Tuesday, June 12, 2012

Sears = USPS?



It's an anagram - if you rearrange the letters to the venerable retailer, you get USPS.

OK, obviously not.  But, based on my experience, they do have a lot in common.

Owing to frustration with a string trimmer (I've replaced the carb, and rebuilt it twice), I've been looking for a dedicated edger, mainly on Craigslist.  I like the McLane,  as well as some of the Craftsman models.  Unfortunately, I haven't found just what I'm looking for.

So recently on lunch I decided to go to a Sears Outlet that features power lawn & garden tools.  No edgers on display, but a clerk asks if he can help.

"Sure, looking for a gas edger - not the string trimmer kind."

"Oh, we just got a couple in.  Let me check."

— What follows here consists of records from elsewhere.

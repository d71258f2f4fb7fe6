use super::{GEOMETRY_CONFLICTING_EXTENSIONS, GEOMETRY_CONSISTENCY, GEOMETRY_OVERLAP};
use crate::config::KernelConfig;
use crate::engine::Snapshot;
use crate::math::polygon_2d::{has_consecutive_duplicates, is_simple, signed_area};
use crate::math::TOLERANCE;
use crate::operations::boolean::{classify_polygon, PolygonClassification};
use crate::operations::collision::{conflicting_extensions as find_conflicts, detect_overlaps};
use crate::validation::Violation;

/// Outline winding, simplicity, hole placement and panel ownership.
pub fn consistency(snap: &Snapshot, _config: &KernelConfig) -> Vec<Violation> {
    let rule = GEOMETRY_CONSISTENCY;
    let mut out = Vec::new();
    for p in &snap.panels {
        let n = p.outline.len();
        if n < 4 {
            out.push(Violation::error(rule, format!("outline has only {n} points")).on(p.id));
            continue;
        }
        if signed_area(&p.outline) <= 0.0 {
            out.push(Violation::error(rule, "outline is not counter-clockwise").on(p.id));
        }
        if has_consecutive_duplicates(&p.outline, TOLERANCE) {
            out.push(Violation::error(rule, "outline repeats a point").on(p.id));
        }
        if !is_simple(&p.outline) {
            out.push(Violation::error(rule, "outline intersects itself").on(p.id));
        }
        for hole in &p.holes {
            if signed_area(&hole.points) >= 0.0 {
                out.push(Violation::error(rule, format!("hole {:?} is not clockwise", hole.id)).on(p.id));
            }
            if classify_polygon(&hole.points, &p.outline) != PolygonClassification::Interior {
                out.push(Violation::error(rule, format!("hole {:?} leaves the outline", hole.id)).on(p.id));
            }
        }
        if snap.scene.assembly(p.owner).is_err() || snap.owner(&p.id) != Some(p.owner) {
            out.push(Violation::error(rule, "panel owner is unknown").on(p.id));
        }
    }
    out
}

/// Interpenetration deeper than a joint.
pub fn overlap(snap: &Snapshot, config: &KernelConfig) -> Vec<Violation> {
    detect_overlaps(&snap.panels, config.epsilon)
        .violations
        .into_iter()
        .map(|o| {
            Violation::error(
                GEOMETRY_OVERLAP,
                format!("{:?} and {:?} interpenetrate", o.kind_a, o.kind_b),
            )
            .on(o.a)
            .with(o.b)
            .measured(o.depth, o.tolerance)
        })
        .collect()
}

/// Adjacent faces extended into the same corner.
pub fn conflicting_extensions(snap: &Snapshot, config: &KernelConfig) -> Vec<Violation> {
    find_conflicts(&snap.panels, config.epsilon)
        .into_iter()
        .map(|c| {
            Violation::warning(
                GEOMETRY_CONFLICTING_EXTENSIONS,
                format!("both panels extend towards {:?}", c.toward),
            )
            .on(c.a)
            .with(c.b)
            .measured(c.extension_a.min(c.extension_b), config.epsilon)
        })
        .collect()
}
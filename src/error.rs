use thiserror::Error;

/// Top-level error type for the boxcut kernel.
#[derive(Debug, Error)]
pub enum BoxcutError {
    #[error(transparent)]
    Geometry(#[from] GeometryError),

    #[error(transparent)]
    Tree(#[from] TreeError),

    #[error(transparent)]
    Action(#[from] ActionError),

    #[error("invalid configuration: {0}")]
    Config(#[from] serde_json::Error),
}

/// Errors related to geometric computations.
#[derive(Debug, Error)]
pub enum GeometryError {
    #[error("parameter {parameter} = {value} is out of range [{min}, {max}]")]
    ParameterOutOfRange {
        parameter: &'static str,
        value: f64,
        min: f64,
        max: f64,
    },

    #[error("degenerate geometry: {0}")]
    Degenerate(String),

    #[error("polygon needs at least {required} points, got {actual}")]
    TooFewPoints { required: usize, actual: usize },

    #[error("corner {index} is not eligible for a fillet")]
    IneligibleCorner { index: usize },
}

/// Errors related to the node tree.
#[derive(Debug, Error)]
pub enum TreeError {
    #[error("assembly not found")]
    AssemblyNotFound,

    #[error("void not found")]
    VoidNotFound,

    #[error("panel not found: {0}")]
    PanelNotFound(String),

    #[error("void is not a leaf")]
    NotALeaf,

    #[error("void is not subdivided")]
    NotSubdivided,

    #[error("no assembly has been created")]
    Empty,

    #[error("invalid tree: {0}")]
    Invalid(String),
}

/// Errors raised while validating an action payload.
#[derive(Debug, Error)]
pub enum ActionError {
    #[error("invalid payload: {0}")]
    InvalidPayload(String),

    #[error("no preview is active")]
    NoPreview,

    #[error("edge {0} cannot be modified")]
    EdgeNotEditable(String),

    #[error("duplicate cutout id {0}")]
    DuplicateCutout(String),

    #[error("cutout {0} not found")]
    CutoutNotFound(String),
}

/// Convenience type alias for results using [`BoxcutError`].
pub type Result<T> = std::result::Result<T, BoxcutError>;

/// Shorthand for rejecting a malformed payload.
pub(crate) fn invalid(msg: impl Into<String>) -> BoxcutError {
    ActionError::InvalidPayload(msg.into()).into()
}
use serde::{Deserialize, Serialize};

use super::assembly::AssemblyId;
use super::types::{Axis, VoidBounds};
use crate::error::{invalid, Result};

slotmap::new_key_type! {
    /// Unique identifier for a void in the node tree.
    pub struct VoidId;
}

/// A set of parallel dividers splitting a void along one axis.
#[derive(Debug, Clone, PartialEq, Serialize, Deserialize)]
pub struct Split {
    pub axis: Axis,
    /// Absolute coordinates of the divider centre planes, ascending.
    pub positions: Vec<f64>,
}

/// How a parent void is divided.
///
/// One split makes parallel compartments, two splits on different axes make
/// a grid of cross-lapped dividers. Children are stored row-major over the
/// splits (the last split varies fastest).
#[derive(Debug, Clone, PartialEq, Serialize, Deserialize)]
pub struct Subdivision {
    pub splits: Vec<Split>,
    pub children: Vec<VoidId>,
}

/// The single role a void plays in the tree.
#[derive(Debug, Clone, PartialEq, Default, Serialize, Deserialize)]
pub enum VoidContent {
    #[default]
    Leaf,
    Subdivided(Subdivision),
    SubAssembly(AssemblyId),
}

/// Data associated with a void.
#[derive(Debug, Clone, PartialEq, Serialize, Deserialize)]
pub struct VoidData {
    pub bounds: VoidBounds,
    /// Assembly whose interior contains this void.
    pub assembly: AssemblyId,
    pub parent: Option<VoidId>,
    pub content: VoidContent,
}

impl VoidData {
    #[must_use]
    pub fn new(bounds: VoidBounds, assembly: AssemblyId, parent: Option<VoidId>) -> Self {
        Self {
            bounds,
            assembly,
            parent,
            content: VoidContent::Leaf,
        }
    }

    #[must_use]
    pub fn is_leaf(&self) -> bool {
        matches!(self.content, VoidContent::Leaf)
    }

    #[must_use]
    pub fn subdivision(&self) -> Option<&Subdivision> {
        match &self.content {
            VoidContent::Subdivided(sub) => Some(sub),
            _ => None,
        }
    }
}

/// Compartment ranges `(min, extent)` left between dividers of thickness `mt`.
///
/// `positions` must be ascending and every compartment must be wider than
/// `min_gap`.
///
/// # Errors
///
/// Returns an error when a position lies outside the range or two dividers
/// leave no room between them.
pub fn partition(min: f64, extent: f64, positions: &[f64], mt: f64, min_gap: f64) -> Result<Vec<(f64, f64)>> {
    let max = min + extent;
    let mut ranges = Vec::with_capacity(positions.len() + 1);
    let mut start = min;
    for &p in positions {
        if !p.is_finite() {
            return Err(invalid("split position is not finite"));
        }
        let end = p - mt * 0.5;
        if end - start < min_gap {
            return Err(invalid(format!(
                "split at {p} leaves no room in [{min}, {max}]"
            )));
        }
        ranges.push((start, end - start));
        start = p + mt * 0.5;
    }
    if max - start < min_gap {
        return Err(invalid(format!(
            "last split leaves no room before {max}"
        )));
    }
    ranges.push((start, max - start));
    Ok(ranges)
}

/// Bounds of every child of `bounds` under `splits`, row-major.
///
/// # Errors
///
/// Propagates [`partition`] failures.
pub fn child_bounds(bounds: &VoidBounds, splits: &[Split], mt: f64, min_gap: f64) -> Result<Vec<VoidBounds>> {
    let mut cells = vec![*bounds];
    for split in splits {
        let ranges = partition(
            bounds.min(split.axis),
            bounds.extent(split.axis),
            &split.positions,
            mt,
            min_gap,
        )?;
        cells = cells
            .iter()
            .flat_map(|cell| {
                ranges
                    .iter()
                    .map(move |&(lo, ext)| cell.with_range(split.axis, lo, ext))
            })
            .collect();
    }
    Ok(cells)
}

/// Rescales positions from the range `(old_min, old_extent)` to `(new_min, new_extent)`.
#[must_use]
pub fn rescale_positions(positions: &[f64], old_min: f64, old_extent: f64, new_min: f64, new_extent: f64) -> Vec<f64> {
    if old_extent.abs() < f64::EPSILON {
        return positions.to_vec();
    }
    let scale = new_extent / old_extent;
    positions
        .iter()
        .map(|p| new_min + (p - old_min) * scale)
        .collect()
}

After five minutes he returns with a dolly and a NIB edger, no visible transit damage.  He opens the box, and it's pretty much what I'm looking for.  158cc B&S 550 engine, four wheels, trenching option (for burying LV cable, I suppose).  (Digression: I've taken the Myers-Briggs & Stratton test probably close to a dozen times and still don't know what I want to be when I grow up.)

Craftsman 158cc 4 Cycle Gas Edger- 49 State at Sears.com


"How much is it?" I ask.  He looks at me as though the question caught him by surprise.

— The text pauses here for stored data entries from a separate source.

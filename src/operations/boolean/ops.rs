use i_overlay::core::fill_rule::FillRule;
use i_overlay::core::overlay_rule::OverlayRule;
use i_overlay::float::single::SingleFloatOverlay;
use serde::{Deserialize, Serialize};

use crate::math::polygon_2d::{ensure_ccw, ensure_cw, is_simple, signed_area, simplify};
use crate::math::Point2;

/// Smallest area a boolean result may have, in mm^2.
pub const MIN_AREA: f64 = 1e-6;

const SIMPLIFY_TOL: f64 = 1e-7;

/// A polygon with holes: counter-clockwise outer, clockwise holes.
#[derive(Debug, Clone, PartialEq, Serialize, Deserialize)]
pub struct Shape {
    pub outer: Vec<Point2>,
    pub holes: Vec<Vec<Point2>>,
}

impl Shape {
    /// Net area (outer minus holes).
    #[must_use]
    pub fn area(&self) -> f64 {
        signed_area(&self.outer).abs() - self.holes.iter().map(|h| signed_area(h).abs()).sum::<f64>()
    }
}

/// Boolean operation kind.
#[derive(Debug, Clone, Copy, PartialEq, Eq, Serialize, Deserialize)]
pub enum BooleanOp {
    Union,
    Difference,
    Intersection,
}

/// Runs a boolean between two contour sets.
///
/// Contours are interpreted with the non-zero rule, so outers must be
/// counter-clockwise and holes clockwise. The result is normalised: every
/// outer is counter-clockwise, every hole clockwise, with duplicate and
/// collinear vertices removed and slivers dropped.
#[must_use]
pub fn overlay(subject: &[Vec<Point2>], clip: &[Vec<Point2>], op: BooleanOp) -> Vec<Shape> {
    let subject = to_paths(subject);
    let clip = to_paths(clip);
    if subject.is_empty() && op != BooleanOp::Union {
        return Vec::new();
    }
    let rule = match op {
        BooleanOp::Union => OverlayRule::Union,
        BooleanOp::Difference => OverlayRule::Difference,
        BooleanOp::Intersection => OverlayRule::Intersect,
    };
    let shapes = subject.overlay(&clip, rule, FillRule::NonZero);
    from_shapes(&shapes)
}

/// Union of two simple polygons, or `None` unless the result is one simple
/// contour without holes and with positive area.
#[must_use]
pub fn union_polygons(a: &[Point2], b: &[Point2]) -> Option<Vec<Point2>> {
    single(overlay(&[ensure_ccw(a)], &[ensure_ccw(b)], BooleanOp::Union))
}

/// `a` minus `b`, or `None` unless the result is one simple contour without
/// holes and with positive area.
#[must_use]
pub fn difference_polygons(a: &[Point2], b: &[Point2]) -> Option<Vec<Point2>> {
    single(overlay(&[ensure_ccw(a)], &[ensure_ccw(b)], BooleanOp::Difference))
}

/// Area shared by two polygons.
#[must_use]
pub fn intersection_area(a: &[Point2], b: &[Point2]) -> f64 {
    overlay(&[ensure_ccw(a)], &[ensure_ccw(b)], BooleanOp::Intersection)
        .iter()
        .map(Shape::area)
        .sum()
}

/// Union of any number of polygons.
#[must_use]
pub fn union_all(polygons: &[Vec<Point2>]) -> Vec<Shape> {
    let contours: Vec<Vec<Point2>> = polygons.iter().map(|p| ensure_ccw(p)).collect();
    overlay(&contours, &[], BooleanOp::Union)
}

/// Subtracts `cuts` from a shape given as outer contour plus holes.
#[must_use]
pub fn subtract_all(outer: &[Point2], holes: &[Vec<Point2>], cuts: &[Vec<Point2>]) -> Vec<Shape> {
    let mut subject = vec![ensure_ccw(outer)];
    subject.extend(holes.iter().map(|h| ensure_cw(h)));
    let clip: Vec<Vec<Point2>> = cuts.iter().map(|c| ensure_ccw(c)).collect();
    overlay(&subject, &clip, BooleanOp::Difference)
}

/// The largest shape of a result, if any.
#[must_use]
pub fn largest(shapes: Vec<Shape>) -> Option<Shape> {
    shapes
        .into_iter()
        .max_by(|a, b| a.area().total_cmp(&b.area()))
}

fn single(mut shapes: Vec<Shape>) -> Option<Vec<Point2>> {
    if shapes.len() != 1 {
        return None;
    }
    let shape = shapes.pop()?;
    if !shape.holes.is_empty() || shape.area() <= MIN_AREA || !is_simple(&shape.outer) {
        return None;
    }
    Some(shape.outer)
}

fn to_paths(contours: &[Vec<Point2>]) -> Vec<Vec<[f64; 2]>> {
    contours
        .iter()
        .filter(|c| c.len() >= 3)
        .map(|c| c.iter().map(|p| [p.x, p.y]).collect())
        .collect()
}

fn from_shapes(shapes: &[Vec<Vec<[f64; 2]>>]) -> Vec<Shape> {
    let mut out = Vec::with_capacity(shapes.len());
    for shape in shapes {
        let mut contours = shape.iter().map(|c| {
            let pts: Vec<Point2> = c.iter().map(|p| Point2::new(p[0], p[1])).collect();
            simplify(&pts, SIMPLIFY_TOL)
        });
        let Some(outer) = contours.next() else {
            continue;
        };
        if outer.len() < 3 || signed_area(&outer).abs() <= MIN_AREA {
            continue;
        }
        let holes: Vec<Vec<Point2>> = contours
            .filter(|h| h.len() >= 3 && signed_area(h).abs() > MIN_AREA)
            .map(|h| ensure_cw(&h))
            .collect();
        out.push(Shape {
            outer: ensure_ccw(&outer),
            holes,
        });
    }
    out
}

For the next ten or twelve minutes, the clerk, another clerk, and their supervisor (who really could've been mistaken for a postal employee) try to find a price for this boxed and labeled piece of equipment.  Actually I think their data connection failed when the telephone handset broke in two trying to insert it into the 150 baud modem acoustic coupler.  Finally, they announced a price, clarifying that it was in dollars.  Dang, all I had on me were yuan!

It didn't seem out of line, but since I wanted to check it vis-à-vis the regular retail store price (turns out it's about $80 less), I thanked the clerk and returned to work.

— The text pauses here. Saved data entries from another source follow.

use super::{
    EXTENSIONS_CORNER_OWNERSHIP, EXTENSIONS_ELIGIBILITY, EXTENSIONS_FAR_EDGE_OPEN, EXTENSIONS_FULL_WIDTH,
    EXTENSIONS_LONG_FINGERS,
};
use crate::config::KernelConfig;
use crate::engine::Snapshot;
use crate::geometry::panel::{EdgeInfo, EdgeStatus, Panel, PanelKind};
use crate::math::bounds::Aabb;
use crate::math::Point3;
use crate::operations::collision::side_facing;
use crate::operations::projection::{base_level, edge_rect};
use crate::tree::{EdgeSide, FaceId};
use crate::validation::Violation;

fn half_across(panel: &Panel, side: EdgeSide) -> f64 {
    if side.is_horizontal() {
        panel.half_height()
    } else {
        panel.half_width()
    }
}

/// Base level of a neighbouring edge, ignoring feet which are cut back by reliefs.
fn neighbour_level(panel: &Panel, side: EdgeSide) -> f64 {
    let edge = panel.edge(side);
    let half = half_across(panel, side);
    if edge.feet {
        half
    } else {
        base_level(edge, half, panel.thickness)
    }
}

/// Along range `[lo, hi]` an extension of `side` should span.
fn extension_span(panel: &Panel, side: EdgeSide) -> (f64, f64) {
    let [a, b] = side.neighbours();
    (-neighbour_level(panel, a), neighbour_level(panel, b))
}

/// Outline vertices as `(along, across)` in the frame of `side`.
fn edge_coords(panel: &Panel, side: EdgeSide) -> impl Iterator<Item = (f64, f64)> + '_ {
    panel.outline.iter().map(move |p| match side {
        EdgeSide::Top => (p.x, p.y),
        EdgeSide::Bottom => (p.x, -p.y),
        EdgeSide::Right => (p.y, p.x),
        EdgeSide::Left => (p.y, -p.x),
    })
}

fn max_fillet(panel: &Panel) -> f64 {
    panel.fillets.iter().map(|(_, r)| *r).fold(0.0, f64::max)
}

/// Extended edges whose cap can be measured: not feet, not reshaped by a path.
fn plain_extensions<'a>(
    snap: &'a Snapshot,
    panel: &'a Panel,
    epsilon: f64,
) -> impl Iterator<Item = &'a EdgeInfo> + 'a {
    let edits = snap.scene.edits(&panel.id);
    panel.edges.iter().filter(move |e| {
        e.extension > epsilon && !e.feet && !edits.is_some_and(|ed| ed.edge_paths.contains_key(&e.side))
    })
}

/// Extensions only go where the joint allows them.
pub fn eligibility(snap: &Snapshot, config: &KernelConfig) -> Vec<Violation> {
    let rule = EXTENSIONS_ELIGIBILITY;
    let eps = config.epsilon;
    let mut out = Vec::new();
    for p in &snap.panels {
        for e in &p.edges {
            let req = e.requested_extension;
            let bad = match e.status {
                EdgeStatus::Locked => req.abs() > eps,
                EdgeStatus::OutwardOnly => req < -eps,
                EdgeStatus::Unlocked => false,
            };
            if bad {
                out.push(
                    Violation::error(rule, format!("{:?} edge is {:?}", e.side, e.status))
                        .on(p.id)
                        .measured(req, 0.0),
                );
            }
        }
    }
    out
}

/// The cap of an extension runs the whole width of the edge.
pub fn full_width(snap: &Snapshot, config: &KernelConfig) -> Vec<Violation> {
    let rule = EXTENSIONS_FULL_WIDTH;
    let mut out = Vec::new();
    for p in &snap.panels {
        let tol = max_fillet(p) + 1e-6;
        for e in plain_extensions(snap, p, config.epsilon) {
            let cap = half_across(p, e.side) + e.extension;
            let (lo, hi) = extension_span(p, e.side);
            let (min, max) = edge_coords(p, e.side)
                .filter(|(_, across)| (across - cap).abs() < 1e-6)
                .fold((f64::INFINITY, f64::NEG_INFINITY), |(mn, mx), (along, _)| {
                    (mn.min(along), mx.max(along))
                });
            let covered = max - min;
            if min > lo + tol || max < hi - tol {
                out.push(
                    Violation::error(rule, format!("{:?} extension does not span its edge", e.side))
                        .on(p.id)
                        .measured(covered.max(0.0), hi - lo),
                );
            }
        }
    }
    out
}

/// No outline vertex sits between the body and the cap of an extension.
pub fn far_edge_open(snap: &Snapshot, config: &KernelConfig) -> Vec<Violation> {
    let rule = EXTENSIONS_FAR_EDGE_OPEN;
    let mut out = Vec::new();
    for p in &snap.panels {
        let tol = max_fillet(p) + 1e-6;
        for e in plain_extensions(snap, p, config.epsilon) {
            let half = half_across(p, e.side);
            let (lo, hi) = extension_span(p, e.side);
            let blocked = edge_coords(p, e.side).find(|&(along, across)| {
                across > half + 1e-6
                    && across < half + e.extension - 1e-6
                    && along > lo + tol
                    && along < hi - tol
            });
            if let Some((_, across)) = blocked {
                out.push(
                    Violation::error(rule, format!("{:?} extension has geometry inside its span", e.side))
                        .on(p.id)
                        .measured(across - half, e.extension),
                );
            }
        }
    }
    out
}

/// World box of the strip an extension adds beyond the body.
fn extension_strip(panel: &Panel, side: EdgeSide) -> Option<Aabb> {
    let e = panel.edge(side);
    let half = half_across(panel, side);
    let (lo, hi) = extension_span(panel, side);
    let t = panel.thickness * 0.5;
    let corners: Vec<Point3> = edge_rect(side, lo, hi, half, half + e.extension)
        .iter()
        .flat_map(|q| [-t, t].map(|z| panel.to_world(q.x, q.y, z)))
        .collect();
    Aabb::of(&corners)
}

/// Where two faces extend into one corner, exactly one of them owns it.
pub fn corner_ownership(snap: &Snapshot, config: &KernelConfig) -> Vec<Violation> {
    let rule = EXTENSIONS_CORNER_OWNERSHIP;
    let eps = config.epsilon;
    let faces: Vec<(&Panel, FaceId)> = snap
        .panels
        .iter()
        .filter_map(|p| match p.kind {
            PanelKind::Face(f) => Some((p, f)),
            PanelKind::Divider(_) => None,
        })
        .collect();
    let mut out = Vec::new();
    for (i, &(pa, fa)) in faces.iter().enumerate() {
        for &(pb, fb) in &faces[i + 1..] {
            if pa.owner != pb.owner || fa.axis() == fb.axis() {
                continue;
            }
            let (Some(ab), Some(ba)) = (side_facing(fa, fb), side_facing(fb, fa)) else {
                continue;
            };
            for toward in FaceId::ALL {
                if toward.axis() == fa.axis() || toward.axis() == fb.axis() {
                    continue;
                }
                let (Some(sa), Some(sb)) = (side_facing(fa, toward), side_facing(fb, toward)) else {
                    continue;
                };
                if pa.edge(sa).extension <= eps || pb.edge(sb).extension <= eps {
                    continue;
                }
                let owners = [pa.edge(ab).status, pb.edge(ba).status]
                    .into_iter()
                    .filter(|s| *s != EdgeStatus::Locked)
                    .count();
                if owners != 1 {
                    #[allow(clippy::cast_precision_loss)]
                    out.push(
                        Violation::error(rule, format!("corner towards {toward:?} has {owners} owners"))
                            .on(pa.id)
                            .with(pb.id)
                            .measured(owners as f64, 1.0),
                    );
                    continue;
                }
                if let (Some(a), Some(b)) = (extension_strip(pa, sa), extension_strip(pb, sb)) {
                    if a.overlaps(&b, eps) {
                        out.push(
                            Violation::error(rule, format!("extensions towards {toward:?} overlap at the corner"))
                                .on(pa.id)
                                .with(pb.id),
                        );
                    }
                }
            }
        }
    }
    out
}

/// Extensions longer than a couple of finger pitches.
pub fn long_fingers(snap: &Snapshot, config: &KernelConfig) -> Vec<Violation> {
    let rule = EXTENSIONS_LONG_FINGERS;
    let mut out = Vec::new();
    for p in &snap.panels {
        let Ok(assembly) = snap.scene.assembly(p.owner) else {
            continue;
        };
        let m = assembly.material;
        let limit = config.long_extension_factor * (m.finger_width + m.corner_clearance());
        let feet = assembly.feet.map_or(0.0, |f| f.height);
        for e in &p.edges {
            let user = if e.feet { e.extension - feet } else { e.extension };
            if user > limit {
                out.push(
                    Violation::warning(rule, format!("{:?} extension may need its own joint", e.side))
                        .on(p.id)
                        .measured(user, limit),
                );
            }
        }
    }
    out
}

#[cfg(test)]
#[allow(clippy::unwrap_used)]
mod tests {
    use super::*;
    use crate::tree::{MaterialConfig, PanelId, Scene};

    fn open_top(ext: f64) -> Snapshot {
        let mut s = Scene::new();
        let id = s.create_assembly(200.0, 150.0, 100.0, MaterialConfig::default()).unwrap();
        s.toggle_face(id, FaceId::Top).unwrap();
        s.edits_mut(PanelId::Face { assembly: id, face: FaceId::Front })
            .extensions
            .insert(EdgeSide::Top, ext);
        Snapshot::build(&s, &KernelConfig::default()).unwrap()
    }

    #[test]
    fn plain_extension_passes_cap_checks() {
        let cfg = KernelConfig::default();
        let snap = open_top(12.0);
        assert!(eligibility(&snap, &cfg).is_empty());
        assert!(full_width(&snap, &cfg).is_empty());
        assert!(far_edge_open(&snap, &cfg).is_empty());
        assert!(long_fingers(&snap, &cfg).is_empty());
    }

    #[test]
    fn long_extension_warns() {
        let cfg = KernelConfig::default();
        // Limit is 2 * (10 + 15) = 50 mm.
        let v = long_fingers(&open_top(60.0), &cfg);
        assert_eq!(v.len(), 1);
        assert!((v[0].value.unwrap() - 60.0).abs() < 1e-9);
    }

    #[test]
    fn locked_extension_is_ineligible() {
        let mut s = Scene::new();
        let id = s.create_assembly(200.0, 150.0, 100.0, MaterialConfig::default()).unwrap();
        s.edits_mut(PanelId::Face { assembly: id, face: FaceId::Front })
            .extensions
            .insert(EdgeSide::Left, 5.0);
        let cfg = KernelConfig::default();
        let v = eligibility(&Snapshot::build(&s, &cfg).unwrap(), &cfg);
        assert_eq!(v.len(), 1);
    }

    #[test]
    fn female_and_male_corner_has_one_owner() {
        let mut s = Scene::new();
        let id = s.create_assembly(200.0, 150.0, 100.0, MaterialConfig::default()).unwrap();
        s.toggle_face(id, FaceId::Top).unwrap();
        for face in [FaceId::Front, FaceId::Left] {
            s.edits_mut(PanelId::Face { assembly: id, face })
                .extensions
                .insert(EdgeSide::Top, 10.0);
        }
        let cfg = KernelConfig::default();
        let snap = Snapshot::build(&s, &cfg).unwrap();
        assert!(corner_ownership(&snap, &cfg).is_empty());
    }
}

While the crack staff were summoning the pricing wizards, I'd spent some time walking around the showroom, checking out this and that power tool.  As a little kid, many hours were spent in Sears stores, which in those days were bustling places. Later, I can recall shopping at the Sears outlets in Grand Prairie, Hampton & Illinois in Dallas, and on Denton Highway in Haltom City, and back in the day you could score some reasonably good bargains on scratch-n-dent or refurb merchandise.  But today's SR & Co. seems to have the same mindset as Radio Shack ("You've got questions - we've got blank expressions!"), offering unremarkable goods at a slight premium, coupled with uninspired service.  With todays category-killer big box stores, as well as online retailers, it amounts to, as the Wharton MBAs say: a lose-lose proposition.

So, at this point I think I'll pursue a Craigslist entry - after all, the guy already has a price in mind.